Two Types of Liberal Perfectionism
- Autori: Biondo, F.
- Anno di pubblicazione: 2005
- Tipologia: Articolo in rivista
- Parole Chiave: Perfectionism, liberalism, paternalism, harm to self.
- OA Link: http://hdl.handle.net/10447/10746
Since the publication of J. Raz’s Morality of Freedom (Raz 1986), liberalism has often been interpreted as a perfectionist political morality.1 The starting point of this analysis is the refusal, by Raz and other philosophers, of the distinction between theories of the good and theories of justice. According to these authors, liberalism as a theory of justice or, as it was later considered, as a “political doctrine,” faces many theoretical difficulties: the issue of neutrality, the problematic distinction between comprehensive moral doctrine and a merely political account of legitimacy, the vagueness of the concept of “citizen,” the relationship between liberal and non-liberal moral cultures (see, e.g., Macedo 1990; Galston 1991; Mulhall-Swift 1993; White 1997; Wall 1998; Sandel 1998). Perfectionist liberalism tries to overcome some of these difficulties by identifying an objective account of morality that stands behind what we consider to be a liberal community. From the outset, it is necessary to define what I mean by a liberal perfectionist doctrine. By “perfectionism” I mean a “teleological morality with an objective theory of the human good” (Hurka 1993; 1998, 300). However, it is unclear how a form of perfectionism can be part of a liberal political morality. Diverse moral doctrines identify different objective values that are often conflicting, so it is necessary to explain which values are to be considered relevant in a liberal political morality.

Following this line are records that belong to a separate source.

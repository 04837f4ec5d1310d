//! Business logic layer
//!
//! Bridges external data sources to the core ledger and insights types.

pub mod import;

pub use import::{ColumnMapping, CsvImport, CsvSource, ExpenseSource, SkippedRow};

I consider as “objective” the value of autonomy of those who are perceived as right-holders or “free and equal members of society.” This value is objective in that it makes a political claim “reasonable” and in that sense acceptable by free and equal members of society.2 However, I do not want to argue against a political interpretation of liberalism in favour of a “comprehensive” version of it. Nor do I intend to argue that every possible form of liberalism is or should be considered “perfectionist.” My aim is more limited: It is to depict two different types of liberal perfectionism and to bring to the fore their justifications of coercive means. Provided that liberalism considers government to be justified insofar as it respects the rights of its citizens, I will explain how such a regime could be justified by a perfectionist doctrine of political morality. In particular, my analysis will deal with the issue of justification of norms that allow people “to do wrong” to themselves.